The widespread use of acetaminophen (APAP) in children as an over-the-counter treatment can cause acute liver failure through accidental overdose or ingestion. Therefore, the current research sought to investigate the function of hemin in mitigating the acute hepatotoxic effect of APAP in rat offspring. Thirty-two rats were assigned into four groups: control, hemin, APAP, and hemin/APAP groups. Liver enzymes were measured in serum along with oxidative stress indicators, tumor necrosis factor-α (TNF-α), interleukin-1beta (IL-1β), total nitrites (NOx), and caspase 3 in liver.
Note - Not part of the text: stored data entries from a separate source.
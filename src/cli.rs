use clap::Parser;
use std::path::PathBuf;

#[derive(Parser, Debug, Clone)]
#[command(
    name = "jobdash",
    version,
    about = "HPC job telemetry dashboard server"
)]
pub struct Args {
    #[arg(long, default_value = "127.0.0.1")]
    pub host: String,
    #[arg(long, default_value_t = 8080)]
    pub port: u16,
    #[arg(long)]
    pub static_root: Option<PathBuf>,
    #[arg(long, default_value_t = false)]
    pub print_openapi: bool,
}
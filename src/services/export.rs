use crate::services::engine::{EngineError, EngineSession};
use crate::services::schema;
use crate::time::TimeRange;
use chrono::DateTime;
use duckdb::types::{TimeUnit, ValueRef};
use std::sync::Arc;
use thiserror::Error;

#[derive(Debug, Error)]
pub enum ExportError {
    #[error("no rows matched the export filter")]
    NoDataToExport,
    #[error("unknown table: {0}")]
    UnknownTable(String),
    #[error("export query failed: {0}")]
    Engine(#[from] EngineError),
    #[error("csv serialization failed: {0}")]
    Serialize(String),
}

#[derive(Debug)]
pub struct CsvExport {
    pub bytes: Vec<u8>,
    pub rows: u64,
}

/// `SELECT *` over the resolved table, optionally filtered by the active
/// time-range selection, serialized to CSV. Fields containing the
/// delimiter are quoted by the writer; temporal values render ISO-8601;
/// NULL renders as an empty field. Nothing is produced when zero rows
/// match.
pub async fn export_csv(
    engine: &Arc<EngineSession>,
    table: &str,
    range: Option<TimeRange>,
) -> Result<CsvExport, ExportError> {
    if !schema::is_known_table(table) {
        return Err(ExportError::UnknownTable(table.to_string()));
    }

    let table = table.to_string();
    let (header, rows) = engine
        .run(move |conn| {
            let mut stmt = conn.prepare(
                "SELECT column_name FROM information_schema.columns \
                 WHERE table_name = ? AND table_schema = 'main' ORDER BY ordinal_position",
            )?;
            let mut name_rows = stmt.query([table.as_str()])?;
            let mut header: Vec<String> = Vec::new();
            while let Some(row) = name_rows.next()? {
                header.push(row.get(0)?);
            }

            let where_clause = range
                .map(|r| format!(" WHERE {}", r.filter_sql()))
                .unwrap_or_default();
            let mut stmt = conn.prepare(&format!("SELECT * FROM \"{table}\"{where_clause}"))?;
            let mut result = stmt.query([])?;
            let mut rows: Vec<Vec<String>> = Vec::new();
            while let Some(row) = result.next()? {
                let mut record = Vec::with_capacity(header.len());
                for idx in 0..header.len() {
                    record.push(format_field(row.get_ref(idx)?));
                }
                rows.push(record);
            }
            Ok((header, rows))
        })
        .await?;

    if rows.is_empty() {
        return Err(ExportError::NoDataToExport);
    }

    let row_count = rows.len() as u64;
    let mut writer = csv::Writer::from_writer(Vec::new());
    writer
        .write_record(&header)
        .map_err(|err| ExportError::Serialize(err.to_string()))?;
    for record in rows {
        writer
            .write_record(&record)
            .map_err(|err| ExportError::Serialize(err.to_string()))?;
    }
    let bytes = writer
        .into_inner()
        .map_err(|err| ExportError::Serialize(err.to_string()))?;

    Ok(CsvExport {
        bytes,
        rows: row_count,
    })
}

fn format_field(value: ValueRef<'_>) -> String {
    match value {
        ValueRef::Null => String::new(),
        ValueRef::Boolean(v) => v.to_string(),
        ValueRef::TinyInt(v) => v.to_string(),
        ValueRef::SmallInt(v) => v.to_string(),
        ValueRef::Int(v) => v.to_string(),
        ValueRef::BigInt(v) => v.to_string(),
        ValueRef::HugeInt(v) => v.to_string(),
        ValueRef::UTinyInt(v) => v.to_string(),
        ValueRef::USmallInt(v) => v.to_string(),
        ValueRef::UInt(v) => v.to_string(),
        ValueRef::UBigInt(v) => v.to_string(),
        ValueRef::Float(v) => v.to_string(),
        ValueRef::Double(v) => v.to_string(),
        ValueRef::Text(bytes) => String::from_utf8_lossy(bytes).into_owned(),
        ValueRef::Timestamp(unit, raw) => format_timestamp(unit, raw),
        ValueRef::Date32(days) => chrono::NaiveDate::from_num_days_from_ce_opt(days + 719_163)
            .map(|date| date.format("%Y-%m-%d").to_string())
            .unwrap_or_default(),
        other => {
            tracing::warn!(kind = ?other.data_type(), "unsupported column type in export; writing empty field");
            String::new()
        }
    }
}

fn format_timestamp(unit: TimeUnit, raw: i64) -> String {
    let micros = match unit {
        TimeUnit::Second => raw.saturating_mul(1_000_000),
        TimeUnit::Millisecond => raw.saturating_mul(1_000),
        TimeUnit::Microsecond => raw,
        TimeUnit::Nanosecond => raw / 1_000,
    };
    DateTime::from_timestamp_micros(micros)
        .map(|ts| ts.naive_utc().format("%Y-%m-%dT%H:%M:%S%.f").to_string())
        .unwrap_or_default()
}

#[cfg(test)]
mod tests {
    use super::*;
    use crate::services::schema::PRIMARY_TABLE;
    use crate::test_support;
    use anyhow::Result;

    async fn seeded_engine(
        temp: &tempfile::TempDir,
        seed_sql: &str,
    ) -> Result<Arc<EngineSession>> {
        let engine = test_support::mem_session(temp.path());
        engine.ensure_connected().await?;
        let sql = format!(
            "{}\n{}",
            schema::create_table_sql(PRIMARY_TABLE),
            seed_sql
        );
        engine.run(move |conn| conn.execute_batch(&sql)).await?;
        Ok(engine)
    }

    #[tokio::test]
    async fn quoted_fields_round_trip_through_a_csv_parser() -> Result<()> {
        let temp = tempfile::tempdir()?;
        let engine = seeded_engine(
            &temp,
            "INSERT INTO jobs (\"time\", account, username) \
             VALUES ('2023-01-15 08:00:00', 'astro,cosmology', NULL);",
        )
        .await?;

        let export = export_csv(&engine, PRIMARY_TABLE, None).await?;
        assert_eq!(export.rows, 1);

        let text = String::from_utf8(export.bytes.clone())?;
        assert!(text.contains("\"astro,cosmology\""));

        let mut reader = csv::Reader::from_reader(export.bytes.as_slice());
        let headers = reader.headers()?.clone();
        let account_idx = headers.iter().position(|h| h == "account").unwrap();
        let username_idx = headers.iter().position(|h| h == "username").unwrap();
        let time_idx = headers.iter().position(|h| h == "time").unwrap();

        let record = reader.records().next().unwrap()?;
        assert_eq!(&record[account_idx], "astro,cosmology");
        assert_eq!(&record[username_idx], "");
        assert_eq!(&record[time_idx], "2023-01-15T08:00:00");
        Ok(())
    }

    #[tokio::test]
    async fn header_row_matches_column_order() -> Result<()> {
        let temp = tempfile::tempdir()?;
        let engine = seeded_engine(
            &temp,
            "INSERT INTO jobs (\"time\") VALUES ('2023-01-15 08:00:00');",
        )
        .await?;

        let export = export_csv(&engine, PRIMARY_TABLE, None).await?;
        let mut reader = csv::Reader::from_reader(export.bytes.as_slice());
        let headers: Vec<String> = reader.headers()?.iter().map(String::from).collect();
        let expected: Vec<String> = schema::EXPECTED_COLUMNS
            .iter()
            .map(|spec| spec.name.to_string())
            .collect();
        assert_eq!(headers, expected);
        Ok(())
    }

    #[tokio::test]
    async fn empty_result_produces_no_file() -> Result<()> {
        let temp = tempfile::tempdir()?;
        let engine = seeded_engine(&temp, "").await?;

        let err = export_csv(&engine, PRIMARY_TABLE, None).await.unwrap_err();
        assert!(matches!(err, ExportError::NoDataToExport));
        Ok(())
    }

    #[tokio::test]
    async fn time_range_filter_limits_the_export() -> Result<()> {
        let temp = tempfile::tempdir()?;
        let engine = seeded_engine(
            &temp,
            "INSERT INTO jobs (\"time\") VALUES ('2023-01-14 23:00:00');
             INSERT INTO jobs (\"time\") VALUES ('2023-01-15 08:00:00');
             INSERT INTO jobs (\"time\") VALUES ('2023-01-16 00:30:00');",
        )
        .await?;

        let export = export_csv(&engine, PRIMARY_TABLE, Some(test_support::day_range())).await?;
        assert_eq!(export.rows, 1);
        Ok(())
    }

    #[tokio::test]
    async fn rejects_unknown_tables() -> Result<()> {
        let temp = tempfile::tempdir()?;
        let engine = seeded_engine(&temp, "").await?;

        let err = export_csv(&engine, "jobs'; --", None).await.unwrap_err();
        assert!(matches!(err, ExportError::UnknownTable(_)));
        Ok(())
    }

    #[tokio::test]
    async fn full_demo_export_has_one_line_per_row_plus_header() -> Result<()> {
        let temp = tempfile::tempdir()?;
        let engine = test_support::mem_session(temp.path());
        engine.ensure_connected().await?;
        let range = test_support::day_range();
        engine
            .run(move |conn| {
                crate::services::acquire::demo::synthesize_rows(conn, PRIMARY_TABLE, &range, 500)
            })
            .await?;

        let export = export_csv(&engine, PRIMARY_TABLE, None).await?;
        assert_eq!(export.rows, 500);
        let text = String::from_utf8(export.bytes)?;
        assert_eq!(text.lines().count(), 501);
        Ok(())
    }
}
Immunoblotting of heme oxygenase-1 (HO-1), interleukin-6 (IL-6), Janus kinase 2 (Jak2), and signal transducer and activator of transcription 3 (STAT3) was carried out. The Bax/Bcl2 mRNA expression ratio was determined. A histological study and an immunohistochemical study of phosphorylated STAT3 were also done. Hemin reduced liver enzymes, MDA, TNF-α, NOx, caspase 3, IL-1β, p-STAT3 expression, p-Jak2 expression, IL-6 expression, and Bax/Bcl2 mRNA expression ratio. In contrast, hemin increased GSH, TAC, and the expression of HO-1, improving the histopathological picture of liver tissue. Thus, hemin could ameliorate APAP-induced hepatic toxicity in rat offspring through anti-oxidant, anti-apoptotic, and anti-inflammatory actions with a possible role for the IL-6/HO-1/Jak2/STAT3 pathway.